First, when abortion or sonography procedures or preterm delivery diagnoses were present, we estimated the LMP by subtracting the midpoint of the specified trimester or GA from the outcome date [6] (Supplementary Material 6-1). To ensure clinical validity, a hierarchy was applied based on reimbursement guidelines, verified by obstetrician-gynecologists, and codes with a narrower range of the indicated GA or trimester had higher priority. In cases of conflicting information on GA or trimesters on same date, the lowest GA was chosen. Priority among sonography was given in the following order: second-trimester to third-trimester sonography (target scan), first-trimester sonography (target scan), first-trimester sonography, or second-trimester to third-trimester sonography. Preterm deliveries with a specified GA were given precedence over those without, with the LMP estimated by subtracting 35 weeks from the outcome date for unspecified preterm deliveries [4,23]. The latest LMP was selected with the smallest GA estimated by abortion or sonography codes for abortions, and sonography and preterm codes for deliveries.

Second, in the absence of codes indicating GA or trimester, we estimated the LMP by subtracting 39 weeks, 28 weeks, and 10 weeks from the date of the pregnancy outcomes for delivery, stillbirth, and abortion, respectively (Supplementary Material 6-2). This method is referred to as “outcome-specific estimates” and is similar to the conventionally used fixed-week subtraction method [4].

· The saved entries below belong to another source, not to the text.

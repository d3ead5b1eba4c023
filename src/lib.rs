//! artifact-sync - Sync a local directory with an S3 bucket prefix.

pub mod cli;
pub mod config;
pub mod file_tree;
pub mod notebook;
pub mod storage;
pub mod sync;
pub mod util;

pub use file_tree::{FileTree, FsFileTree, MemoryFileTree, MemoryFileTreeBuilder, MemoryFsEntry};
pub use notebook::{Notebook, NotebookError};
pub use storage::{MemoryObjectStore, ObjectStore, S3ObjectStore, S3ObjectStoreConfig, StorageError};
pub use sync::{DownloadSummary, SyncClient, SyncConfig, SyncError, UploadSummary};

Final adjustment of the LMP was conducted using a retry period and setting minimum and maximum clinically plausible GAs for each outcome. The retry period, which represents the duration clinically required for subsequent pregnancy episodes to start after pregnancy outcome, was applied when two successive pregnancy episodes overlapped [4] (Supplementary Material 7). As illustrated in Supplementary Material 8, if the estimated LMP was earlier than the date of the previous pregnancy outcome, the LMP of the subsequent pregnancy episode was adjusted to the date of the previous pregnancy outcome plus the retry period.

Episodes not within the minimum and maximum GAs for each outcome were either reclassified or excluded [6-23]. Stillbirth episodes at less than 20 weeks GA were reclassified as abortions through case review. Deliveries at less than 37 weeks were classified as preterm and deliveries at 37 weeks or more as full-term births. Any pregnancy episodes with estimated GAs exceeding 42 weeks and deliveries at less than 20 weeks were considered miscoded and excluded. Abortion was further categorized into induced abortions, defined as abortions with diagnosis codes or procedure codes for induced abortion, and spontaneous abortions, defined as abortions without induced abortion codes (Supplementary Material 1).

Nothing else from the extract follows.